データ数 | 最適化前 | 書き込み処理最適化 |
---|---|---|
6000件 | 126秒 | 2秒 |
7000件 | 99秒 | 3秒 |
8000件 | 247秒 | 3秒 |
9000件 | 346秒 | 4秒 |
10000件 | タイムアウト(360秒以上) | 4秒 |
データ数が増えてもほぼ処理時間が増えていないことがわかると思います。
スクリプトの変更点
変更前後を比較するとfor文による繰り返し、setValueの複数呼び出しがなくなっていることに気が付くと思います。
変更前
for(let i = 0; i < dataArray.length; i++) {
targetSheet.getRange(i + 2, 1).setValue(dataArray[i][0]) // 社員番号
targetSheet.getRange(i + 2, 2).setValue(dataArray[i][1]) // 社員名
targetSheet.getRange(i + 2, 3).setValue(dataArray[i][2]) // 所属1
targetSheet.getRange(i + 2, 4).setValue(dataArray[i][3]) // 所属2
targetSheet.getRange(i + 2, 5).setValue(dataArray[i][4]) // 所属3
}
変更後
targetSheet.getRange(2, 1, dataArray.length, dataArray[0].length).setValues(dataArray)
その代わりにsetValuesが使われています。
変更前では、データ数が1万件のとき書き込み処理setValueが5万回も呼び出されていました。

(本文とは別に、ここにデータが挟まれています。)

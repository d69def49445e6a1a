//! Overflow chains for values too large to store inline in a leaf.
//!
//! ```text
//! [u8 type][3 bytes 0][u32 next page (0 = end)][u32 chunk len][chunk]
//! ```

use crate::{
    error::{DbError, DbResult},
    page::{Page, PageId, PageRead, PageType, PageWrite, NO_PAGE},
};

const NEXT_OFFSET: usize = 4;
const CHUNK_LEN_OFFSET: usize = 8;
const CHUNK_OFFSET: usize = 12;

fn chunk_capacity(page_size: usize) -> usize {
    page_size - crate::page::PAGE_TRAILER_SIZE - CHUNK_OFFSET
}

/// Store `value` across freshly allocated overflow pages and return the
/// first page id.
pub(crate) fn write_chain<P: PageWrite>(pages: &mut P, value: &[u8]) -> DbResult<PageId> {
    let page_size = pages.page_size();
    let chunks: Vec<&[u8]> = if value.is_empty() {
        vec![value]
    } else {
        value.chunks(chunk_capacity(page_size)).collect()
    };
    let mut ids = Vec::with_capacity(chunks.len());
    for _ in 0..chunks.len() {
        ids.push(pages.allocate_page()?);
    }
    for (i, chunk) in chunks.iter().enumerate() {
        let mut page = Page::with_type(page_size, PageType::Overflow);
        page.set_u32(NEXT_OFFSET, ids.get(i + 1).copied().unwrap_or(NO_PAGE));
        page.set_u32(CHUNK_LEN_OFFSET, chunk.len() as u32);
        page.set_bytes(CHUNK_OFFSET, chunk);
        pages.write_page(ids[i], page)?;
    }
    Ok(ids[0])
}

fn next_in_chain(page: &Page, page_id: PageId) -> DbResult<(PageId, usize)> {
    if page.page_type()? != PageType::Overflow {
        return Err(DbError::corrupt_page(page_id, "expected an overflow page"));
    }
    let chunk_len = page.get_u32(CHUNK_LEN_OFFSET) as usize;
    if chunk_len > chunk_capacity(page.len()) {
        return Err(DbError::corrupt_page(page_id, "overflow chunk length overruns page"));
    }
    Ok((page.get_u32(NEXT_OFFSET), chunk_len))
}

/// Page ids of a chain holding `len` bytes, in order.
pub(crate) fn chain_pages<P: PageRead>(pages: &P, first: PageId, len: u32) -> DbResult<Vec<PageId>> {
    let max_pages = (len as usize).div_ceil(chunk_capacity(pages.page_size())).max(1);
    let mut ids = Vec::with_capacity(max_pages);
    let mut current = first;
    while current != NO_PAGE {
        if ids.len() == max_pages {
            return Err(DbError::corrupt_page(first, "overflow chain is longer than its value"));
        }
        let page = pages.read_page(current)?;
        let (next, _) = next_in_chain(&page, current)?;
        ids.push(current);
        current = next;
    }
    Ok(ids)
}

pub(crate) fn read_chain<P: PageRead>(pages: &P, first: PageId, len: u32) -> DbResult<Vec<u8>> {
    let len = len as usize;
    let max_pages = len.div_ceil(chunk_capacity(pages.page_size())).max(1);
    let mut value = Vec::with_capacity(len);
    let mut current = first;
    let mut visited = 0;
    while current != NO_PAGE && value.len() < len {
        visited += 1;
        if visited > max_pages {
            return Err(DbError::corrupt_page(first, "overflow chain is longer than its value"));
        }
        let page = pages.read_page(current)?;
        let (next, chunk_len) = next_in_chain(&page, current)?;
        value.extend_from_slice(page.get_bytes(CHUNK_OFFSET, chunk_len));
        current = next;
    }
    if value.len() != len {
        return Err(DbError::corrupt_page(
            first,
            format!("overflow chain holds {} bytes, expected {len}", value.len()),
        ));
    }
    Ok(value)
}

/// Return every page of the chain to the free list.
pub(crate) fn free_chain<P: PageWrite>(pages: &mut P, first: PageId, len: u32) -> DbResult<()> {
    for page_id in chain_pages(pages, first, len)? {
        pages.free_page(page_id)?;
    }
    Ok(())
}

#[cfg(test)]
mod tests {
    use super::*;
    use crate::btree::mem::MemPages;

    #[test]
    fn test_chain_round_trip_and_free() {
        let mut pages = MemPages::new(512);
        let value: Vec<u8> = (0..2000u32).map(|i| (i % 251) as u8).collect();
        let first = write_chain(&mut pages, &value).unwrap();
        let ids = chain_pages(&pages, first, value.len() as u32).unwrap();
        assert_eq!(ids.len(), 5);
        assert_eq!(read_chain(&pages, first, value.len() as u32).unwrap(), value);

        free_chain(&mut pages, first, value.len() as u32).unwrap();
        assert_eq!(pages.free_count(), 5);
    }

    #[test]
    fn test_short_chain_is_corrupt() {
        let mut pages = MemPages::new(512);
        let first = write_chain(&mut pages, &[1u8; 100]).unwrap();
        assert!(matches!(
            read_chain(&pages, first, 101),
            Err(DbError::CorruptData(_))
        ));
    }
}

10000件 × 5回(社員名~所属3) = 50000回
対して、変更後は書き込み処理setValuesは1回しか呼び出されていません。
スプレッドシートへの読み込み書き込みは一般的には重い処理であるため、呼び出しの回数は少なければ少ないほど、GASの起動時間は短くなります。
そのため、for文の中などでGASの関数が繰り返し呼び出されている場合は、そこで処理時間がかかっている可能性が高く最適化・高速化できる余地があるといえます。
まとめ
今回はプログラムの処理を高速化をすることで、GASの起動時間の最大値を超えないようにする方法をご紹介しました。
プログラム内に読み込みや書き込みなど重い処理を繰り返し実行しているような部分が含まれている場合、今回のような考え方で呼び出す回数を減らせないか検討してみると良いでしょう。
「起動時間の最大値を超えました」というエラーが出た場合は是非試してみてください。
処理の最適化・高速化というテーマは、どんな熟練したプログラマーでも頭を悩ます奥深いテーマです。
最適化・高速化に興味があり、もっと詳しく調べたい場合はこの本をオススメします。
問題解決力を鍛える!アルゴリズムとデータ構造
https://bookclub.kodansha.co.jp/product?item=0000275430
プログラムを効率的に各ための定石があり、その定石を丁寧に解説した本です。
GASとは違うプログラム言語や多少の数学の知識が必要になりますが、覚えておいて損はない内容ですので是非読んでみてください。
setValuesとは、getRangeで指定した範囲にデータを書き込む関数です。
今回の場合はdataArray(読み込んだデータ)の行列の件数分だけgetRangeで範囲を指定し、データを書き込んでいます。